この作品、戦争を体験した日本の人たちへというより。戦争を知らない私達や、他国に兵を派遣し戦争を繰り返しているアメリカの人たち、そういう人たちが見るべき映画な感じがしました。
今だからこそ 見るべき映画そう思います。
評価 ★★★☆☆
監督 クリント・イーストウッド
出演 渡辺謙
二宮和也
伊原剛志
加瀬亮
中村獅童
裕木奈江


この記事に対するコメント
ノラネコさんへ
反戦っていままでいろんな描き方もあったのですが、それをこういう形で描いたセンスが凄いですよね。
扇情的にもしがちの内容にかかわらず、クールな視点にし、観客も感情的にではなく考える余裕を与えるそのさじ加減も計算しているのでしょうね。
硫黄島からの イーストウッドからの 手紙 この映画の中で届けられましたね(^^)
こんばんは
>戦争を知らない私達や、他国に兵を派遣し戦争を繰り返しているアメリカの人たち、そういう人たちが見るべき映画
その通りだと思います。
「父親たちの星条旗」からイーストウッドのスタンスは一貫しています。
彼は、硫黄島に眠る日米の兵士たちの目線をかりて、現在の我々に重い問いかけをしたのだと思います。
この作品を観た全ての人々に、硫黄島からの手紙は届いた事でしょう。
aiさんへ 隣の評論家さんへ
aiさんへ
この作品、泣いたといった感想も多かっただけに、コブタは涙もながさずむしろ冷めた視点で戦争についての思いを馳せてしまい、人とのズレに同様していたのですが、そのように言ってくださって嬉しいです。
二宮くんの演技がもてはやされていますが、やはり私は大人でグローバルな視点をもっていながらもあの戦闘に加わらないといけない栗林中将を演じた渡辺さんはやはり凄いなと思ってしまいました。
やはり クリント・イーストウッドは凄いです
隣の評論家さんへ
コメントありがとうございます!
煽情的、感情的に戦争を描く作品が多い中で これはかなり異質な作品でしたよね。
それだけに、監督の訴えたいことが、静かに伝わってきたように感じます。
どうもー
コブタさん、こんにちわー
TB&コメントありがとうございました。
実は、私も。1場面に一筋の涙が流れてしまったくらいで、《泣ける映画》という印象は受けませんでしたわ。それでも、忘れられない強烈なシーンがたくさんあって、どちらかと言うと驚愕して固まって見てました。

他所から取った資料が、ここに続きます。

//! Run manifests.
//!
//! A manifest is a TOML file describing the records a batch of tasks needs
//! and the tasks themselves:
//!
//! ```toml
//! [[keys]]
//! id = 1
//! name = "deploy"
//! secret_file = "keys/deploy_ed25519"
//!
//! [[inventories]]
//! id = 1
//! kind = "static"
//! inventory = "[web]\nhost1\n"
//! ssh_key_id = 1
//!
//! [[environments]]
//! id = 1
//! json = { region = "eu-west-1" }
//!
//! [[tasks]]
//! template_id = 1
//! playbook = "site.yml"
//! inventory_id = 1
//! environment_id = 1
//! ```
//!
//! Relative paths (`secret_file`, `working_directory`) resolve against the
//! manifest's directory.

use std::collections::HashSet;
use std::path::{Path, PathBuf};

use anyhow::{Context as _, Result, bail};
use serde::Deserialize;

use runbook_engine::JsonlRecordStore;
use runbook_types::{EnvironmentRecord, InventoryRecord, KeyRecord, RecordId, TaskSpec};

/// Key entry; exactly one of `secret`, `secret_file`, `secret_env` is set.
#[derive(Debug, Clone, Deserialize)]
#[serde(deny_unknown_fields)]
pub struct KeyEntry {
    pub id: RecordId,
    #[serde(default)]
    pub project_id: RecordId,
    #[serde(default)]
    pub name: String,
    pub secret: Option<String>,
    pub secret_file: Option<PathBuf>,
    pub secret_env: Option<String>,
}

impl KeyEntry {
    fn resolve(&self, base: &Path) -> Result<KeyRecord> {
        let secret = match (&self.secret, &self.secret_file, &self.secret_env) {
            (Some(secret), None, None) => secret.clone(),
            (None, Some(file), None) => {
                let path = base.join(file);
                std::fs::read_to_string(&path)
                    .with_context(|| format!("reading key {} from {}", self.id, path.display()))?
            }
            (None, None, Some(var)) => std::env::var(var)
                .with_context(|| format!("key {}: environment variable {var} is not set", self.id))?,
            _ => bail!(
                "key {} must set exactly one of secret, secret_file, secret_env",
                self.id
            ),
        };

        let mut record = KeyRecord::new(self.id, secret);
        record.project_id = self.project_id;
        record.name = self.name.clone();
        Ok(record)
    }
}

/// A parsed manifest.
#[derive(Debug, Clone, Default, Deserialize)]
#[serde(default, deny_unknown_fields)]
pub struct Manifest {
    pub keys: Vec<KeyEntry>,
    pub inventories: Vec<InventoryRecord>,
    pub environments: Vec<EnvironmentRecord>,
    pub tasks: Vec<TaskSpec>,

    /// Directory relative paths resolve against.
    #[serde(skip)]
    pub base_dir: PathBuf,
}

impl Manifest {
    /// Read and check a manifest file.
    pub fn load(path: &Path) -> Result<Self> {
        let contents = std::fs::read_to_string(path)
            .with_context(|| format!("reading manifest {}", path.display()))?;
        let base_dir = path
            .parent()
            .filter(|p| !p.as_os_str().is_empty())
            .map(Path::to_path_buf)
            .unwrap_or_else(|| PathBuf::from("."));
        Self::parse(&contents, base_dir).with_context(|| format!("in manifest {}", path.display()))
    }

    /// Parse manifest text, resolving relative paths against `base_dir`.
    pub fn parse(contents: &str, base_dir: PathBuf) -> Result<Self> {
        let mut manifest: Manifest = toml::from_str(contents)?;
        manifest.base_dir = base_dir;

        for task in &mut manifest.tasks {
            if let Some(dir) = &task.working_directory
                && dir.is_relative()
            {
                task.working_directory = Some(manifest.base_dir.join(dir));
            }
        }

        manifest.check()?;
        Ok(manifest)
    }

    fn check(&self) -> Result<()> {
        if self.tasks.is_empty() {
            bail!("no [[tasks]] defined");
        }

        let keys = unique_ids("key", self.keys.iter().map(|k| k.id))?;
        let inventories = unique_ids("inventory", self.inventories.iter().map(|i| i.id))?;
        let environments = unique_ids("environment", self.environments.iter().map(|e| e.id))?;

        for inventory in &self.inventories {
            if let Some(key) = inventory.ssh_key_id
                && !keys.contains(&key)
            {
                bail!("inventory {} references unknown key {key}", inventory.id);
            }
        }

        for (n, task) in self.tasks.iter().enumerate() {
            let n = n + 1;
            if let Some(id) = task.inventory_id
                && !inventories.contains(&id)
            {
                bail!("task #{n} references unknown inventory {id}");
            }
            if let Some(id) = task.environment_id
                && !environments.contains(&id)
            {
                bail!("task #{n} references unknown environment {id}");
            }
            if let Some(id) = task.vault_key_id
                && !keys.contains(&id)
            {
                bail!("task #{n} references unknown key {id}");
            }
        }
        Ok(())
    }

    /// Load keys, inventories and environments into `store`.
    pub fn seed(&self, store: &JsonlRecordStore) -> Result<()> {
        for key in &self.keys {
            store.insert_key(key.resolve(&self.base_dir)?);
        }
        for inventory in &self.inventories {
            store.insert_inventory(inventory.clone());
        }
        for environment in &self.environments {
            store.insert_environment(environment.clone());
        }
        tracing::debug!(
            keys = self.keys.len(),
            inventories = self.inventories.len(),
            environments = self.environments.len(),
            "Seeded record store from manifest"
        );
        Ok(())
    }
}

fn unique_ids(kind: &str, ids: impl Iterator<Item = RecordId>) -> Result<HashSet<RecordId>> {
    let mut seen = HashSet::new();
    for id in ids {
        if !seen.insert(id) {
            bail!("duplicate {kind} id {id}");
        }
    }
    Ok(seen)
}
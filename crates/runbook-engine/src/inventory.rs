//! Turning an inventory record into something the automation tool can read.
//!
//! | kind                 | artifact                                       |
//! |----------------------|------------------------------------------------|
//! | static text          | `inventory_<task>` in the temp dir, mode 0600  |
//! | dynamic script       | script in the working dir, marked executable   |
//! | external reference   | passed through unchanged                       |

use std::path::{Path, PathBuf};

use runbook_types::{InventoryKind, InventoryRecord, TaskId};
use tracing::debug;

use crate::artifacts::{INVENTORY_PREFIX, write_private_file};
use crate::error::{EngineError, Result};

/// Resolved inventory for one run.
#[derive(Debug, Clone, PartialEq, Eq)]
pub enum InventoryArtifact {
    /// Inventory text written to a per-task file.
    StaticText { path: PathBuf },
    /// Executable inventory script.
    DynamicScript { path: PathBuf },
    /// Path or host list the tool resolves itself.
    ExternalReference { target: String },
}

impl InventoryArtifact {
    /// Value passed after `-i`.
    pub fn argument(&self) -> String {
        match self {
            Self::StaticText { path } | Self::DynamicScript { path } => {
                path.display().to_string()
            }
            Self::ExternalReference { target } => target.clone(),
        }
    }

    /// The file the engine created and must remove, if any.
    pub fn temp_file(&self) -> Option<&Path> {
        match self {
            Self::StaticText { path } => Some(path),
            Self::DynamicScript { .. } | Self::ExternalReference { .. } => None,
        }
    }
}

/// Path of the static inventory file for `task_id`.
pub fn static_inventory_path(tmp_dir: &Path, task_id: TaskId) -> PathBuf {
    tmp_dir.join(format!("{INVENTORY_PREFIX}{}", task_id.0.simple()))
}

/// Materialize `record` for the run of `task_id`.
///
/// `working_dir` anchors relative script paths.
pub fn resolve_inventory(
    record: &InventoryRecord,
    task_id: TaskId,
    tmp_dir: &Path,
    working_dir: Option<&Path>,
) -> Result<InventoryArtifact> {
    let kind = InventoryKind::parse(&record.kind).ok_or_else(|| EngineError::InvalidInventory {
        id: record.id,
        reason: format!("unknown inventory kind '{}'", record.kind),
    })?;

    let artifact = match kind {
        InventoryKind::StaticText => {
            let path = static_inventory_path(tmp_dir, task_id);
            write_private_file(&path, record.inventory.as_bytes())
                .map_err(|e| EngineError::io(&path, e))?;
            InventoryArtifact::StaticText { path }
        }
        InventoryKind::DynamicScript => {
            let path = anchor(non_empty(record)?, working_dir);
            mark_executable(&path)?;
            InventoryArtifact::DynamicScript { path }
        }
        InventoryKind::ExternalReference => InventoryArtifact::ExternalReference {
            target: non_empty(record)?.to_string(),
        },
    };

    debug!(task_id = %task_id, inventory_id = record.id, ?artifact, "Resolved inventory");
    Ok(artifact)
}

fn non_empty(record: &InventoryRecord) -> Result<&str> {
    let value = record.inventory.trim();
    if value.is_empty() {
        return Err(EngineError::InvalidInventory {
            id: record.id,
            reason: "inventory reference is empty".to_string(),
        });
    }
    Ok(value)
}

fn anchor(path: &str, working_dir: Option<&Path>) -> PathBuf {
    let path = Path::new(path);
    match working_dir {
        Some(dir) if path.is_relative() => dir.join(path),
        _ => path.to_path_buf(),
    }
}

#[cfg(unix)]
fn mark_executable(path: &Path) -> Result<()> {
    use std::os::unix::fs::PermissionsExt;

    let metadata = std::fs::metadata(path).map_err(|e| EngineError::io(path, e))?;
    let mut perms = metadata.permissions();
    let mode = perms.mode();
    if mode & 0o100 == 0 {
        perms.set_mode(mode | 0o100);
        std::fs::set_permissions(path, perms).map_err(|e| EngineError::io(path, e))?;
    }
    Ok(())
}

#[cfg(not(unix))]
fn mark_executable(path: &Path) -> Result<()> {
    std::fs::metadata(path).map_err(|e| EngineError::io(path, e))?;
    Ok(())
}
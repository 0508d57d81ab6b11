// src/macros.rs

#[macro_export]
macro_rules! s {
    // String shorthand!
    () => {
        ::std::string::String::new()
    };
    ($expr:expr) => {
        ::std::string::String::from($expr)
    };
}

#[macro_export]
macro_rules! join {
    // String-type concatenation shorthand!
    ($first:expr $(, $rest:expr)+ $(,)?) => {{
        let mut s = ::std::string::String::from($first);
        $(
            s.push_str($rest);
        )+
        s
    }};
}

/// Lazily compiled static regex. Patterns are literals, so a compile failure
/// is a programming error caught by the first test that touches it.
#[macro_export]
macro_rules! regex {
    ($pattern:expr) => {
        ::std::sync::LazyLock::new(|| {
            ::regex::Regex::new($pattern).unwrap_or_else(|e| panic!("invalid regex {:?}: {e}", $pattern))
        })
    };
}
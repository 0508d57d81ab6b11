// src/core/html.rs
// Micro parser for a single HTML start tag, and its reassembly.
// Only ever fed tags the description formatter already matched with
// `<p[^>]*>`, so it does not try to recover from broken markup.

#[derive(Clone, Debug, PartialEq, Eq)]
pub enum AttrValue {
    Text(String),
    /// `class`, split on whitespace runs.
    Classes(Vec<String>),
}

impl AttrValue {
    fn is_empty(&self) -> bool {
        match self {
            AttrValue::Text(t) => t.is_empty(),
            AttrValue::Classes(c) => c.is_empty(),
        }
    }
}

/// `[name, value]` pairs in source order.
pub type AttributeList = Vec<(String, AttrValue)>;

#[derive(Clone, Debug, PartialEq, Eq)]
pub struct StartTag {
    pub name: String,
    pub attrs: AttributeList,
}

impl StartTag {
    /// `<p>` with an empty class list.
    pub fn paragraph() -> Self {
        Self { name: s!("p"), attrs: vec![(s!("class"), AttrValue::Classes(Vec::new()))] }
    }

    /// Appends `token` to the first `class` attribute, creating one if needed.
    pub fn push_class(&mut self, token: &str) {
        for (name, value) in self.attrs.iter_mut() {
            if name != "class" { continue; }
            match value {
                AttrValue::Classes(list) => list.push(s!(token)),
                AttrValue::Text(t) => {
                    let mut list: Vec<String> = t.split_whitespace().map(String::from).collect();
                    list.push(s!(token));
                    *value = AttrValue::Classes(list);
                }
            }
            return;
        }
        self.attrs.push((s!("class"), AttrValue::Classes(vec![s!(token)])));
    }

    /// Rebuilds `<name attr="value" …>`. Empty and valueless attributes are
    /// dropped, duplicate class tokens collapse, and a value containing `"`
    /// is wrapped in single quotes instead.
    pub fn to_html(&self) -> String {
        let mut out = join!("<", &self.name);
        for (name, value) in &self.attrs {
            if value.is_empty() { continue; }
            let value = match value {
                AttrValue::Text(t) => t.clone(),
                AttrValue::Classes(list) => {
                    let mut seen: Vec<&str> = Vec::with_capacity(list.len());
                    for token in list {
                        if !seen.contains(&token.as_str()) { seen.push(token); }
                    }
                    seen.join(" ")
                }
            };
            let q = if value.contains('"') { '\'' } else { '"' };
            out.push_str(&format!(" {name}={q}{value}{q}"));
        }
        out.push('>');
        out
    }
}

/// Extracts the tag name and attributes of the first start tag in `markup`.
/// Names are lowercased, values have entities decoded.
pub fn parse_start_tag(markup: &str) -> StartTag {
    let b = markup.as_bytes();
    let n = b.len();
    let mut i = markup.find('<').map_or(n, |p| p + 1);

    let take_while = |i: &mut usize, stop: &dyn Fn(u8) -> bool| -> String {
        let from = *i;
        while *i < n && !stop(b[*i]) { *i += 1; }
        markup[from..*i].to_string()
    };
    let skip_ws = |i: &mut usize| {
        while *i < n && b[*i].is_ascii_whitespace() { *i += 1; }
    };

    let name = take_while(&mut i, &|c| c.is_ascii_whitespace() || c == b'/' || c == b'>');
    let mut tag = StartTag { name: name.to_ascii_lowercase(), attrs: Vec::new() };

    loop {
        while i < n && (b[i].is_ascii_whitespace() || b[i] == b'/') { i += 1; }
        if i >= n || b[i] == b'>' { break; }

        let attr = take_while(&mut i, &|c| {
            c.is_ascii_whitespace() || c == b'=' || c == b'>' || c == b'/'
        })
        .to_ascii_lowercase();
        if attr.is_empty() {
            // stray '=' or similar; step over it
            i += 1;
            continue;
        }

        skip_ws(&mut i);
        let raw = if i < n && b[i] == b'=' {
            i += 1;
            skip_ws(&mut i);
            match b.get(i) {
                Some(&(q @ (b'"' | b'\''))) => {
                    i += 1;
                    let v = take_while(&mut i, &|c| c == q);
                    i += 1; // closing quote
                    v
                }
                _ => take_while(&mut i, &|c| c.is_ascii_whitespace() || c == b'>'),
            }
        } else {
            s!()
        };

        let value = html_escape::decode_html_entities(&raw).into_owned();
        let value = if attr == "class" {
            AttrValue::Classes(value.split_whitespace().map(String::from).collect())
        } else {
            AttrValue::Text(value)
        };
        tag.attrs.push((attr, value));
    }

    tag
}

お正月映画で再度見るんだったら、この作品かな。いえ、観には行けませんけどね。
これは感動作では無いと思うんです
あたしもこの作品を観て泣く事はありませんでした。泣かせようとしている作品ではないですね。
泣かなかったけれどすごく胸に重く響きました。
そう・・泣いて欲しいんじゃなく、感じて欲しい、監督はそう意図したんではないかと思います。
今でいう普通の青年が、戦争の波に飲まれ、恐れながらも国の為に命を捨てる。
「父親たちの星条旗」がそうであったように、
アメリカも日本も多くの若者を犠牲にして今がある事を・・・その時の人々はこんな想いで戦っていたんだよと伝える事ことこそが
監督がこの映画作った理由だと想います。
個人的にはとても胸に染みる作品で
好きな作品です。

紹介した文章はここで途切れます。